Pourquoi une étude sur le fait religieux ?
Face aux enjeux que pose le fait religieux en entreprise, rappelés à l'occasion de la récente affaire Baby Loup, l'étude de l'Institut Randstad et de l'OFRE est inédite. A partir d'un état des lieux préliminaire de la question, l'étude doit permettre d'élaborer des avancées fortes liant enjeux juridiques et réponses pragmatiques. Cela est d'autant plus nécessaire que la question du fait religieux en entreprise est souvent considérée avec un prisme émotionnel qui ne facilite pas sa prise en compte.

En effet, des désaccords – en apparence – à caractère religieux relèvent en réalité souvent des dysfonctionnements organisationnels ou managériaux qui se sont transformés en problèmes relationnels et personnels. Pour cette raison, l'étude a aussi pour ambition de faire émerger des outils et processus RH afin d'aider les managers à résoudre les conflits avant qu'ils ne prennent de l'ampleur.

Le fait religieux : quelle fréquence et quelles formes ?
Premier constat, le fait religieux en entreprise existe bel et bien et n'est pas une question marginale. Plus du quart (28 %) des managers RH interrogés ont déjà été confrontés à des questions liées au fait religieux dans leur entreprise. Lorsque nous nous rapprochons du terrain, la fréquence du fait religieux diminue. Ainsi, seuls 14 % des managers de proximité non RH et des employés interrogés ont déjà été confrontés à des questions liées au fait religieux. L'écart avec les managers RH s'explique vraisemblablement par la vision d'ensemble qu'ont ces derniers.

Si le fait religieux est devenu un enjeu RH à part entière dans l'entreprise, force est de constater que très peu de cas (6 %) conduisent à des blocages. Cependant, près de la moitié des cadres RH interrogés (41 %) pensent que cette question va devenir problématique dans un futur proche.

Le fait religieux dans les situations de travail : quels impacts ?
Une large majorité (80 %) des managers disent ne pas ressentir de malaise particulier sur les questions liées au fait religieux. Toutefois, ces mêmes questions influencent la façon de manager de près d'un manager sur deux (42 %).

L'étude révèle par ailleurs que les managers de proximité sont confrontés à deux types de situations liées au fait religieux : celles qu'ils peuvent gérer (des cas individuels exprimés sous forme de demandes pour la plupart) et les autres. Dans ce cas, les managers font face à des comportements jugés radicaux et/ou transgressifs pouvant impliquer plusieurs personnes ou un groupe.

Dans ce contexte, les managers interrogés ont exprimé deux besoins :
D'une part, disposer des outils managériaux pour appréhender ces situations : marges de manœuvre, connaissance des règles, repères pour comprendre les faits et les demandes, etc.
D'autre part, pouvoir transférer les cas à leur hiérarchie lorsqu'ils se sentent débordés.
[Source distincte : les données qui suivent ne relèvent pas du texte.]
//! URL handling module for wp-harvest
//!
//! This module builds WordPress REST API query URLs, derives filesystem-safe
//! names from domains and URLs, and extracts the network location of article links.

mod domain;

use crate::{UrlError, UrlResult};
use chrono::{DateTime, Duration, Utc};
use url::Url;

pub use domain::extract_domain;

/// Path of the posts collection below a WordPress site root
pub const POSTS_ENDPOINT: &str = "wp-json/wp/v2/posts";

/// Sort direction for the `order` query parameter
#[derive(Debug, Clone, Copy, PartialEq, Eq)]
pub enum SortOrder {
    Asc,
    Desc,
}

impl SortOrder {
    pub fn as_str(&self) -> &'static str {
        match self {
            Self::Asc => "asc",
            Self::Desc => "desc",
        }
    }
}

/// Query parameters for one request against the posts endpoint
#[derive(Debug, Clone, PartialEq, Eq)]
pub struct PostsQuery {
    /// Only posts published after this ISO-8601 instant
    pub after: Option<String>,
    pub page: u32,
    pub per_page: u32,
    pub order: SortOrder,
}

impl PostsQuery {
    /// A windowed query, oldest first, as used by the collection pass
    pub fn window(after: &str, page: u32, per_page: u32) -> Self {
        Self {
            after: Some(after.to_string()),
            page,
            per_page,
            order: SortOrder::Asc,
        }
    }

    /// An unfiltered query for the most recent posts, as used by the diagnostic probe
    pub fn latest(per_page: u32) -> Self {
        Self {
            after: None,
            page: 1,
            per_page,
            order: SortOrder::Desc,
        }
    }
}

/// Returns the site root for a domains-file entry
///
/// Bare hosts are served over HTTPS. Entries that already carry an
/// `http://` or `https://` scheme are kept as given, which also covers
/// WordPress installs living under a subdirectory.
pub fn site_base_url(domain: &str) -> UrlResult<String> {
    let domain = domain.trim();
    if domain.is_empty() {
        return Err(UrlError::EmptyDomain);
    }

    let base = if domain.starts_with("http://") || domain.starts_with("https://") {
        domain.to_string()
    } else {
        format!("https://{}", domain)
    };

    Ok(base.trim_end_matches('/').to_string())
}

/// Builds the full posts URL for a domain and query
///
/// # Examples
///
/// ```
/// use wp_harvest::url::{build_posts_url, PostsQuery};
///
/// let url = build_posts_url("example.com", &PostsQuery::latest(10)).unwrap();
/// assert_eq!(
///     url,
///     "https://example.com/wp-json/wp/v2/posts?page=1&per_page=10&orderby=date&order=desc"
/// );
/// ```
pub fn build_posts_url(domain: &str, query: &PostsQuery) -> UrlResult<String> {
    let endpoint = format!("{}/{}", site_base_url(domain)?, POSTS_ENDPOINT);
    let mut url = Url::parse(&endpoint).map_err(|source| UrlError::Parse {
        url: endpoint.clone(),
        source,
    })?;

    {
        let mut pairs = url.query_pairs_mut();
        if let Some(after) = &query.after {
            pairs.append_pair("after", after);
        }
        pairs
            .append_pair("page", &query.page.to_string())
            .append_pair("per_page", &query.per_page.to_string())
            .append_pair("orderby", "date")
            .append_pair("order", query.order.as_str());
    }

    Ok(url.to_string())
}

/// Formats the `after` bound: `now - hours_ago`, UTC, seconds precision, `Z` suffix
pub fn format_after(now: DateTime<Utc>, hours_ago: u32) -> String {
    (now - Duration::hours(i64::from(hours_ago)))
        .format("%Y-%m-%dT%H:%M:%SZ")
        .to_string()
}

/// Replaces `.`, `/` and `:` with `_` to derive a filesystem-safe name
pub fn sanitize_filename(text: &str) -> String {
    text.replace(['.', '/', ':'], "_")
}

#[cfg(test)]
mod tests {
    use super::*;
    use chrono::TimeZone;

    #[test]
    fn test_window_query_url() {
        let query = PostsQuery::window("2024-05-01T12:00:00Z", 3, 100);
        let url = build_posts_url("news.example.com", &query).unwrap();
        assert_eq!(
            url,
            "https://news.example.com/wp-json/wp/v2/posts?after=2024-05-01T12%3A00%3A00Z&page=3&per_page=100&orderby=date&order=asc"
        );
    }

    #[test]
    fn test_latest_query_has_no_after() {
        let url = build_posts_url("example.com", &PostsQuery::latest(10)).unwrap();
        assert!(!url.contains("after="));
        assert!(url.contains("order=desc"));
        assert!(url.contains("per_page=10"));
    }

    #[test]
    fn test_site_base_url_variants() {
        assert_eq!(site_base_url("example.com").unwrap(), "https://example.com");
        assert_eq!(site_base_url("  example.com/ ").unwrap(), "https://example.com");
        assert_eq!(
            site_base_url("http://127.0.0.1:8080/blog/").unwrap(),
            "http://127.0.0.1:8080/blog"
        );
        assert!(matches!(site_base_url("   "), Err(UrlError::EmptyDomain)));
    }

    #[test]
    fn test_subdirectory_install() {
        let url = build_posts_url("https://example.com/news", &PostsQuery::latest(5)).unwrap();
        assert!(url.starts_with("https://example.com/news/wp-json/wp/v2/posts?"));
    }

    #[test]
    fn test_format_after() {
        let now = Utc.with_ymd_and_hms(2024, 5, 3, 12, 30, 45).unwrap();
        assert_eq!(format_after(now, 48), "2024-05-01T12:30:45Z");
        assert_eq!(format_after(now, 0), "2024-05-03T12:30:45Z");
    }

    #[test]
    fn test_sanitize_filename() {
        assert_eq!(sanitize_filename("news.example.com"), "news_example_com");
        assert_eq!(
            sanitize_filename("https://a.com/x?y=1"),
            "https___a_com_x?y=1"
        );
        assert_eq!(sanitize_filename("plain"), "plain");
    }

    #[test]
    fn test_sort_order_strings() {
        assert_eq!(SortOrder::Asc.as_str(), "asc");
        assert_eq!(SortOrder::Desc.as_str(), "desc");
    }
}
Au-delà des questions de management, comment la question religieuse impacte-t-elle la relation entre collègues ? Pour la grande majorité des personnes interrogées, ce n'est pas un sujet. Plus de deux tiers d'entre elles (68 %, soit 41 % + 27 %) déclarent ne pas connaître, ou seulement partiellement, la pratique religieuse de leurs collègues. Lorsque c'est le cas, ils considèrent soit que cette pratique n'a pas d'impact sur le travail, soit qu'elle a un impact positif, mais rarement (5 % des cas) un impact négatif.
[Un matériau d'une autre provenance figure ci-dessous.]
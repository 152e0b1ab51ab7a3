//! The exchange server binary.

use std::process::ExitCode;

use tickmatch::config::USAGE;
use tickmatch::{Config, ExchangeServer};
use tracing::{error, info};
use tracing_subscriber::EnvFilter;

fn main() -> ExitCode {
    tracing_subscriber::fmt()
        .with_env_filter(
            EnvFilter::from_default_env().add_directive(tracing::Level::INFO.into()),
        )
        .init();

    let config = match Config::from_args(std::env::args().skip(1)) {
        Ok(config) => config,
        Err(err) => {
            eprintln!("{}", err);
            eprintln!("{}", USAGE);
            return ExitCode::from(2);
        }
    };

    let server = match ExchangeServer::bind(&config) {
        Ok(server) => server,
        Err(err) => {
            error!(%err, "startup failed");
            return ExitCode::FAILURE;
        }
    };

    let shutdown = server.shutdown_handle();
    if let Err(err) = ctrlc::set_handler(move || {
        info!("shutdown signal received");
        shutdown.shutdown();
    }) {
        error!(%err, "failed to install signal handler");
        return ExitCode::FAILURE;
    }

    server.run();
    ExitCode::SUCCESS
}
//! Runtime configuration and CLI flag parsing.
//!
//! Flags are parsed by hand; the surface is small enough that a parser
//! dependency would outweigh it.

use std::fmt;

pub const USAGE: &str =
    "usage: exchange [--port <port>] [--no-md] [--md-host <host>] [--md-port <port>] [--pin-core]";

/// Exchange server configuration.
#[derive(Clone, Debug, PartialEq, Eq)]
pub struct Config {
    /// TCP listen port (0 binds an ephemeral port)
    pub port: u16,
    /// UDP market-data fan-out on/off
    pub md_enabled: bool,
    /// Market-data destination host
    pub md_host: String,
    /// Market-data destination port
    pub md_port: u16,
    /// Pin the engine thread to the last CPU core
    pub pin_core: bool,
    /// Command queue capacity
    pub queue_capacity: usize,
    /// Maximum resting orders
    pub book_capacity: u32,
}

impl Default for Config {
    fn default() -> Self {
        Self {
            port: 8080,
            md_enabled: true,
            md_host: "127.0.0.1".to_owned(),
            md_port: 9001,
            pin_core: false,
            queue_capacity: 4096,
            book_capacity: 1 << 20,
        }
    }
}

/// A flag (or flag value) the parser did not understand.
#[derive(Clone, Debug, PartialEq, Eq)]
pub struct UsageError(pub String);

impl fmt::Display for UsageError {
    fn fmt(&self, f: &mut fmt::Formatter<'_>) -> fmt::Result {
        write!(f, "{}", self.0)
    }
}

impl std::error::Error for UsageError {}

impl Config {
    /// Parse command-line flags (without the program name).
    pub fn from_args<I, S>(args: I) -> Result<Self, UsageError>
    where
        I: IntoIterator<Item = S>,
        S: AsRef<str>,
    {
        let mut config = Config::default();
        let mut args = args.into_iter();
        while let Some(arg) = args.next() {
            match arg.as_ref() {
                "--no-md" => config.md_enabled = false,
                "--pin-core" => config.pin_core = true,
                "--port" => config.port = numeric_value(&mut args, "--port")?,
                "--md-port" => config.md_port = numeric_value(&mut args, "--md-port")?,
                "--md-host" => {
                    config.md_host = args
                        .next()
                        .map(|value| value.as_ref().to_owned())
                        .ok_or_else(|| UsageError("--md-host requires a value".to_owned()))?;
                }
                other => return Err(UsageError(format!("unknown flag: {}", other))),
            }
        }
        Ok(config)
    }
}

fn numeric_value<I, S, T>(args: &mut I, flag: &str) -> Result<T, UsageError>
where
    I: Iterator<Item = S>,
    S: AsRef<str>,
    T: std::str::FromStr,
{
    args.next()
        .and_then(|value| value.as_ref().parse().ok())
        .ok_or_else(|| UsageError(format!("{} requires a numeric value", flag)))
}
//! Setup-time error types.
//!
//! Only startup can fail hard. Once the exchange is serving, bad commands
//! become `ERROR` reply lines and I/O failures are absorbed by the session
//! or logged by the engine.

use std::io;

use thiserror::Error;

/// Fatal errors while bringing the server up.
#[derive(Debug, Error)]
pub enum ServerError {
    #[error("failed to bind TCP listener on port {port}: {source}")]
    Bind { port: u16, source: io::Error },

    #[error("failed to read listener address: {0}")]
    LocalAddr(#[source] io::Error),

    #[error("failed to spawn engine thread: {0}")]
    SpawnEngine(#[source] io::Error),
}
Il convient toutefois de souligner ici un double phénomène, que nous ne pouvons pas quantifier mais qui est bien lisible dans les discours recueillis en entretiens et en focus group : la laïcité est souvent vue par les pratiquants comme un principe se définissant contre la religion et inversement la religion est souvent regardée comme incompatible avec la laïcité par les personnes se définissant comme des « laïcs engagés ».
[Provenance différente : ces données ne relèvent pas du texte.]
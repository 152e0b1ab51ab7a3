//! Ingress session - the per-connection text protocol.
//!
//! One thread per client. Each `\n`-terminated line is timestamped and
//! ACKed immediately (before matching, so clients can measure RTT), then
//! parsed into a command record and handed to the engine through the
//! bounded queue. The reply handle travels inside the record; the engine
//! writes event lines back through it.

use std::io::{self, BufRead, BufReader, Read, Write};
use std::net::TcpStream;
use std::sync::atomic::{AtomicI64, Ordering};
use std::sync::Arc;

use chrono::Utc;
use parking_lot::Mutex;
use tracing::{debug, info};

use crate::command::{Command, CommandRecord, Side};
use crate::queue::CommandQueue;
use crate::tick::TickFormat;

/// Longest accepted input line (excluding the newline). Oversized lines
/// terminate the session.
pub const MAX_LINE_BYTES: usize = 8192;

// ============================================================================
// Reply sink
// ============================================================================

/// Write half of a client connection, shared between the ingress thread
/// (ACK/ERROR/BYE) and the engine (event lines).
///
/// Every write happens under the lock as one `write_all`, so concurrent
/// writers never interleave inside a line.
pub struct ReplySink {
    inner: Mutex<Box<dyn Write + Send>>,
}

impl ReplySink {
    pub fn new(writer: impl Write + Send + 'static) -> Arc<Self> {
        Arc::new(Self { inner: Mutex::new(Box::new(writer)) })
    }

    /// Sink that drops everything (tests, benchmarks).
    pub fn discard() -> Arc<Self> {
        Self::new(io::sink())
    }

    /// Write a pre-assembled multi-line payload atomically.
    pub fn write_payload(&self, payload: &[u8]) -> io::Result<()> {
        let mut writer = self.inner.lock();
        writer.write_all(payload)?;
        writer.flush()
    }

    /// Write one line, appending the newline.
    pub fn write_line(&self, line: &str) -> io::Result<()> {
        let mut writer = self.inner.lock();
        writer.write_all(line.as_bytes())?;
        writer.write_all(b"\n")?;
        writer.flush()
    }
}

// ============================================================================
// Order id allocation
// ============================================================================

/// Server-side order id allocator: ids start at 1 and only grow, never
/// reused for the lifetime of the process.
///
/// Shared among ingress threads as an atomic, so ids are assigned at parse
/// time before the record is enqueued; uniqueness and monotonicity hold
/// regardless of queue interleaving.
pub struct OrderIds {
    next: AtomicI64,
}

impl OrderIds {
    pub fn new() -> Self {
        Self { next: AtomicI64::new(1) }
    }

    #[inline]
    pub fn next_id(&self) -> i64 {
        self.next.fetch_add(1, Ordering::Relaxed)
    }
}

impl Default for OrderIds {
    fn default() -> Self {
        Self::new()
    }
}

// ============================================================================
// Protocol parsing
// ============================================================================

/// One parsed client line, before id assignment.
#[derive(Clone, Copy, Debug, PartialEq, Eq)]
pub enum Request {
    New { side: Side, qty: i32, price_ticks: i64 },
    Cancel { id: i64 },
    Replace { id: i64, new_qty: i32, new_price_ticks: i64 },
    Quit,
}

const BAD_NEW: &str = "Invalid order. Expected: NEW BUY|SELL <qty> @ <price>";
const BAD_CXL: &str = "Invalid cancel. Expected: CXL <order_id>";
const BAD_MOD: &str = "Invalid replace. Expected: MOD <order_id> <new_qty> @ <new_price>";
const BAD_CMD: &str = "Unknown command";

/// Parse one client line. Tokens are case-sensitive and separated by one
/// or more spaces. The error is the reply text (minus the `ERROR ` tag).
pub fn parse_request(line: &str, fmt: &TickFormat) -> Result<Request, &'static str> {
    let tokens: Vec<&str> = line.split_whitespace().collect();
    match tokens.as_slice() {
        ["QUIT"] => Ok(Request::Quit),
        ["NEW", side, qty, "@", px] => {
            let side = Side::parse(side).ok_or(BAD_NEW)?;
            let qty: i32 = qty.parse().ok().filter(|q| *q > 0).ok_or(BAD_NEW)?;
            let price_ticks = fmt.to_ticks(px).ok_or(BAD_NEW)?;
            Ok(Request::New { side, qty, price_ticks })
        }
        ["NEW", ..] => Err(BAD_NEW),
        ["CXL", id] => {
            let id: i64 = id.parse().map_err(|_| BAD_CXL)?;
            Ok(Request::Cancel { id })
        }
        ["CXL", ..] => Err(BAD_CXL),
        ["MOD", id, qty, "@", px] => {
            let id: i64 = id.parse().map_err(|_| BAD_MOD)?;
            let new_qty: i32 = qty.parse().ok().filter(|q| *q > 0).ok_or(BAD_MOD)?;
            let new_price_ticks = fmt.to_ticks(px).ok_or(BAD_MOD)?;
            Ok(Request::Replace { id, new_qty, new_price_ticks })
        }
        ["MOD", ..] => Err(BAD_MOD),
        _ => Err(BAD_CMD),
    }
}

// ============================================================================
// Session loop
// ============================================================================

/// Read one line, enforcing the length cap. `Ok(None)` is end-of-stream;
/// an oversized line is an error.
fn read_line(reader: &mut BufReader<TcpStream>, buf: &mut Vec<u8>) -> io::Result<Option<String>> {
    buf.clear();
    let n = reader
        .by_ref()
        .take(MAX_LINE_BYTES as u64 + 1)
        .read_until(b'\n', buf)?;
    if n == 0 {
        return Ok(None);
    }
    if buf.last() != Some(&b'\n') {
        if n > MAX_LINE_BYTES {
            return Err(io::Error::new(io::ErrorKind::InvalidData, "line too long"));
        }
        // EOF in the middle of a line
        return Ok(None);
    }
    buf.pop();
    Ok(Some(String::from_utf8_lossy(buf).into_owned()))
}

/// Serve one client until EOF, `QUIT`, an I/O failure, or engine shutdown.
///
/// The session never touches the book; everything book-affecting goes
/// through the queue. A stopped queue is answered with `ERROR Engine
/// offline` and the session ends without enqueueing.
pub fn run_session(stream: TcpStream, ids: Arc<OrderIds>, queue: Arc<CommandQueue>, fmt: TickFormat) {
    let peer = stream.peer_addr().ok();
    let reply = match stream.try_clone() {
        Ok(writer) => ReplySink::new(writer),
        Err(err) => {
            debug!(?peer, %err, "could not clone client stream");
            return;
        }
    };
    let mut reader = BufReader::new(stream);
    let mut buf = Vec::with_capacity(256);

    info!(?peer, "client connected");

    loop {
        let line = match read_line(&mut reader, &mut buf) {
            Ok(Some(line)) => line,
            Ok(None) => {
                debug!(?peer, "client disconnected");
                break;
            }
            Err(err) => {
                debug!(?peer, %err, "session read failed");
                break;
            }
        };
        if line.is_empty() {
            debug!(?peer, "empty line, closing session");
            break;
        }

        // ACK before parse and enqueue: the client observes the ACK ahead
        // of any reply events for the same command.
        let ts_us = Utc::now().timestamp_micros();
        if reply.write_line(&format!("ACK {}", ts_us)).is_err() {
            break;
        }

        let request = match parse_request(&line, &fmt) {
            Ok(request) => request,
            Err(msg) => {
                if reply.write_line(&format!("ERROR {}", msg)).is_err() {
                    break;
                }
                continue;
            }
        };

        let cmd = match request {
            Request::Quit => {
                let _ = reply.write_line("BYE");
                debug!(?peer, "client quit");
                break;
            }
            Request::New { side, qty, price_ticks } => Command::New {
                side,
                qty,
                price_ticks,
                id: ids.next_id(),
            },
            Request::Cancel { id } => Command::Cancel { id },
            Request::Replace { id, new_qty, new_price_ticks } => Command::Replace {
                old_id: id,
                new_qty,
                new_price_ticks,
                new_id: ids.next_id(),
            },
        };

        if queue.push(CommandRecord { cmd, reply: reply.clone() }).is_err() {
            let _ = reply.write_line("ERROR Engine offline");
            debug!(?peer, "queue stopped, closing session");
            break;
        }
    }
}

#[cfg(test)]
mod tests {
    use super::*;

    fn fmt() -> TickFormat {
        TickFormat::default()
    }

    #[test]
    fn test_parse_new() {
        assert_eq!(
            parse_request("NEW BUY 100 @ 50.25", &fmt()),
            Ok(Request::New { side: Side::Buy, qty: 100, price_ticks: 5025 })
        );
        assert_eq!(
            parse_request("NEW SELL 60 @ 50.10", &fmt()),
            Ok(Request::New { side: Side::Sell, qty: 60, price_ticks: 5010 })
        );
    }

    #[test]
    fn test_parse_accepts_extra_spaces() {
        assert_eq!(
            parse_request("NEW   BUY  100   @  50.25", &fmt()),
            Ok(Request::New { side: Side::Buy, qty: 100, price_ticks: 5025 })
        );
    }

    #[test]
    fn test_parse_new_rejects_bad_fields() {
        for line in [
            "NEW BUY 0 @ 50.25",
            "NEW BUY -5 @ 50.25",
            "NEW BUY 100 @ 0",
            "NEW BUY 100 @ -1.50",
            "NEW BUY 100 @ abc",
            "NEW buy 100 @ 50.25",
            "NEW BUY 100 50.25",
            "NEW BUY",
        ] {
            assert_eq!(parse_request(line, &fmt()), Err(BAD_NEW), "line: {}", line);
        }
    }

    #[test]
    fn test_parse_cancel() {
        assert_eq!(parse_request("CXL 10", &fmt()), Ok(Request::Cancel { id: 10 }));
        assert_eq!(parse_request("CXL ten", &fmt()), Err(BAD_CXL));
        assert_eq!(parse_request("CXL", &fmt()), Err(BAD_CXL));
        assert_eq!(parse_request("CXL 1 2", &fmt()), Err(BAD_CXL));
    }

    #[test]
    fn test_parse_replace() {
        assert_eq!(
            parse_request("MOD 20 100 @ 50.10", &fmt()),
            Ok(Request::Replace { id: 20, new_qty: 100, new_price_ticks: 5010 })
        );
        assert_eq!(parse_request("MOD 20 0 @ 50.10", &fmt()), Err(BAD_MOD));
        assert_eq!(parse_request("MOD 20 100 50.10", &fmt()), Err(BAD_MOD));
    }

    #[test]
    fn test_parse_quit_and_unknown() {
        assert_eq!(parse_request("QUIT", &fmt()), Ok(Request::Quit));
        assert_eq!(parse_request("QUIT NOW", &fmt()), Err(BAD_CMD));
        assert_eq!(parse_request("HELLO", &fmt()), Err(BAD_CMD));
        assert_eq!(parse_request("", &fmt()), Err(BAD_CMD));
    }

    #[test]
    fn test_parse_rounds_price_to_tick() {
        assert_eq!(
            parse_request("NEW BUY 10 @ 50.255", &fmt()),
            Ok(Request::New { side: Side::Buy, qty: 10, price_ticks: 5026 })
        );
    }

    #[test]
    fn test_order_ids_monotonic() {
        let ids = OrderIds::new();
        let a = ids.next_id();
        let b = ids.next_id();
        let c = ids.next_id();
        assert_eq!((a, b, c), (1, 2, 3));
    }

    #[test]
    fn test_order_ids_unique_across_threads() {
        use std::collections::HashSet;
        use std::thread;

        let ids = Arc::new(OrderIds::new());
        let mut handles = Vec::new();
        for _ in 0..4 {
            let ids = ids.clone();
            handles.push(thread::spawn(move || {
                (0..1000).map(|_| ids.next_id()).collect::<Vec<i64>>()
            }));
        }

        let mut seen = HashSet::new();
        for handle in handles {
            for id in handle.join().unwrap() {
                assert!(seen.insert(id), "id {} assigned twice", id);
            }
        }
        assert_eq!(seen.len(), 4000);
    }

    #[test]
    fn test_reply_sink_discard() {
        let sink = ReplySink::discard();
        assert!(sink.write_line("ACK 1").is_ok());
        assert!(sink.write_payload(b"TRADE 1 @ 50.25 against id 1\n").is_ok());
    }
}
Il n'y avait pas dans l'enquête de question sur ce point. Néanmoins, pour la très grande majorité des gens interrogés, la règle de la laïcité s'applique au monde de l'entreprise. Cela est particulièrement vrai pour la population des représentants du personnel : ceci explique certainement en grande partie les réactions de surprise suite à la médiatisation de l'affaire Baby Loup.

Quelles régulations ?
L'utilité d'une loi ou d'une réforme du Code du travail est perçue comme la solution à privilégier pour améliorer les choses pour 12 % des cadres RH, 2 % des managers et 16 % des employés. Un tiers (33 %) des cadres RH, 30 % des managers et 23 % des employés pensent que ce serait une solution dommageable. Un cadre RH sur cinq (21 %), 45 % des managers et 27 % des employés pensent que cela n'aurait pas une grande utilité. Un tiers des cadres RH et des employés ainsi que 23 % des managers pensent que cela pourrait contribuer à améliorer la prise en compte de ces questions.

De manière générale, 34 % des personnes interrogées pensent que la règle qui s'applique dans les services publics devrait s'appliquer dans toutes les entreprises privées. Deux tiers (66 %) pensent que cela n'est pas nécessaire à condition que les signes et comportements restent discrets. Il convient de souligner que cette étude a été réalisée avant le jugement de la Cour de Cassation sur l'affaire Baby Loup.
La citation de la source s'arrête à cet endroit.